The nation-state bill is due to come before the Knesset this week for its final readings. If it passes into law, one of Israel’s longest-standing linguistic traditions will be changed — the official status of Arabic will be revoked, and the Arabic language will have only a “special status.”
Arabic has been an official language, along with Hebrew, since before the founding of the state. Under the British Mandate, the King’s Order-in-Council issued in 1922 designated English, Arabic and Hebrew as official languages. After the State of Israel was established, the official status of English was revoked, leaving Hebrew and Arabic as the state’s official languages.
What will be the effect of the bill on the linguistic situation in Israel, and on the already-fragile relations between its Jewish and Arab citizens? The bill includes a promise that the status granted to the Arabic language in practice until today will not be detracted from. This refers, presumably, to such elements as education and public signage. Based on a High Court of Justice ruling from 2002, mixed Jewish-Arab cities are required to display municipal signs in Arabic as well as Hebrew. We can assume that the trilingual signs posted in many streets of cities such as Haifa, Tel Aviv-Jaffa and Akko will not be taken down, and that Arab schoolchildren will be able to continue studying in their own language.
The harm that the Arabic section of the bill stands to cause, however, is both symbolic and practical. In practical terms, the bill can be expected to have a damper effect on future attempts to promote the use of Arabic in Israel and bolster its presence in the public space. “What do you want,” officials in public transportation companies, hospitals and universities may say, “it’s not an official language anymore.” Efforts currently being made to promote Arabic instruction in Hebrew-speaking schools may be curtailed on the same grounds.

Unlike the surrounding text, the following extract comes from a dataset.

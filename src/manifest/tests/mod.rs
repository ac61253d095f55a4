mod tests_edit;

The foreseeable symbolic harm is even more egregious. This move is likely to be perceived by Israel’s Arab citizens as a direct blow against them and their culture. As one speaker said at the recent Arabic Language Day held in the Knesset in early July, “You can’t separate between the exclusion of Arabic and the exclusion of Arab citizens.” While the official status of Arabic has not been fully implemented to date – there is considerable symbolic value to this official status. It holds the promise of a shared existence, in which the language and culture of both Jews and Arabs is afforded equal respect. The downgrading of Arabic’s status sends a clear message to the Arab minority: Your language is of secondary importance; have no hopes of seeing it on an equal footing with the language of the Jewish majority.
The Arabic section of the nation-state bill, then, may well be dubbed the “humiliation clause.” It serves no practical purpose but to abolish a long-established linguistic tradition and undermine hopes of a diverse and equal public space.

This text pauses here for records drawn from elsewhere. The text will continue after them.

#[cfg(test)]
mod tests {
    use tempfile::TempDir;

    use crate::batch::WriteBatch;
    use crate::db::tests::helpers::{get, init_tracing, open_db, put};
    use crate::db::{DbError, ReadOptions, WriteOptions};

    #[test]
    fn test_put_get_delete_cycle() {
        init_tracing();
        let tmp = TempDir::new().unwrap();
        let db = open_db(tmp.path());

        put(&db, b"hello", b"world");
        assert_eq!(get(&db, b"hello"), Some(b"world".to_vec()));

        db.delete(&WriteOptions::default(), b"hello").unwrap();
        assert_eq!(get(&db, b"hello"), None);

        put(&db, b"hello", b"again");
        assert_eq!(get(&db, b"hello"), Some(b"again".to_vec()));
        db.close().unwrap();
    }

    #[test]
    fn test_get_missing_key() {
        init_tracing();
        let tmp = TempDir::new().unwrap();
        let db = open_db(tmp.path());
        assert_eq!(get(&db, b"never-written"), None);
        db.close().unwrap();
    }

    #[test]
    fn test_overwrite_takes_latest() {
        init_tracing();
        let tmp = TempDir::new().unwrap();
        let db = open_db(tmp.path());

        for i in 0..10u32 {
            put(&db, b"counter", format!("{i}").as_bytes());
        }
        assert_eq!(get(&db, b"counter"), Some(b"9".to_vec()));
        db.close().unwrap();
    }

    #[test]
    fn test_empty_value_distinct_from_missing() {
        init_tracing();
        let tmp = TempDir::new().unwrap();
        let db = open_db(tmp.path());

        put(&db, b"empty", b"");
        assert_eq!(get(&db, b"empty"), Some(Vec::new()));
        assert_eq!(get(&db, b"missing"), None);
        db.close().unwrap();
    }

    #[test]
    fn test_binary_keys_and_values() {
        init_tracing();
        let tmp = TempDir::new().unwrap();
        let db = open_db(tmp.path());

        let key: Vec<u8> = (0..=255).collect();
        let value = vec![0x00, 0xff, 0x80, 0x00];
        put(&db, &key, &value);
        assert_eq!(get(&db, &key), Some(value));
        db.close().unwrap();
    }

    #[test]
    fn test_atomic_batch() {
        init_tracing();
        let tmp = TempDir::new().unwrap();
        let db = open_db(tmp.path());

        let mut batch = WriteBatch::new();
        batch.put(b"a", b"1");
        batch.put(b"b", b"2");
        batch.delete(b"a");
        db.write(&WriteOptions::default(), batch).unwrap();

        assert_eq!(get(&db, b"a"), None);
        assert_eq!(get(&db, b"b"), Some(b"2".to_vec()));
        db.close().unwrap();
    }

    #[test]
    fn test_snapshot_read_options() {
        init_tracing();
        let tmp = TempDir::new().unwrap();
        let db = open_db(tmp.path());

        put(&db, b"key", b"v1");
        // Each put consumes one sequence number starting at 1.
        put(&db, b"key", b"v2");

        let ro_old = ReadOptions { snapshot: Some(1) };
        assert_eq!(db.get(&ro_old, b"key").unwrap(), Some(b"v1".to_vec()));
        let ro_new = ReadOptions::default();
        assert_eq!(db.get(&ro_new, b"key").unwrap(), Some(b"v2".to_vec()));
        db.close().unwrap();
    }

    #[test]
    fn test_sync_write_option() {
        init_tracing();
        let tmp = TempDir::new().unwrap();
        let db = open_db(tmp.path());
        db.put(&WriteOptions { sync: true }, b"durable", b"yes")
            .unwrap();
        assert_eq!(get(&db, b"durable"), Some(b"yes".to_vec()));
        db.close().unwrap();
    }

    #[test]
    fn test_single_delete() {
        init_tracing();
        let tmp = TempDir::new().unwrap();
        let db = open_db(tmp.path());

        put(&db, b"once", b"value");
        let mut batch = WriteBatch::new();
        batch.single_delete(b"once");
        db.write(&WriteOptions::default(), batch).unwrap();
        assert_eq!(get(&db, b"once"), None);
        db.close().unwrap();
    }

    #[test]
    fn test_operations_after_close_fail() {
        init_tracing();
        let tmp = TempDir::new().unwrap();
        let db = open_db(tmp.path());
        db.close().unwrap();

        assert!(matches!(
            db.put(&WriteOptions::default(), b"k", b"v").unwrap_err(),
            DbError::ShutdownInProgress
        ));
        assert!(matches!(
            db.get(&ReadOptions::default(), b"k").unwrap_err(),
            DbError::ShutdownInProgress
        ));
        // close is idempotent.
        db.close().unwrap();
    }

    #[test]
    fn test_large_keys_and_values() {
        init_tracing();
        let tmp = TempDir::new().unwrap();
        let db = open_db(tmp.path());

        let big_key = vec![b'k'; 1024 * 1024];
        let big_value = vec![b'v'; 100 * 1024];
        put(&db, &big_key, &big_value);
        assert_eq!(get(&db, &big_key), Some(big_value));
        db.close().unwrap();
    }
}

Israel’s legislature must refrain from making any change to Arabic’s official status. Israeli society would be better served by a widespread campaign to ensure that all citizens learn and speak Arabic, and promote the presence of the language in all public realms — in governmental services, in the justice system, in schools and higher education, and in all public signage – thereby signifying the aspiration to a shared, equal and tolerant society.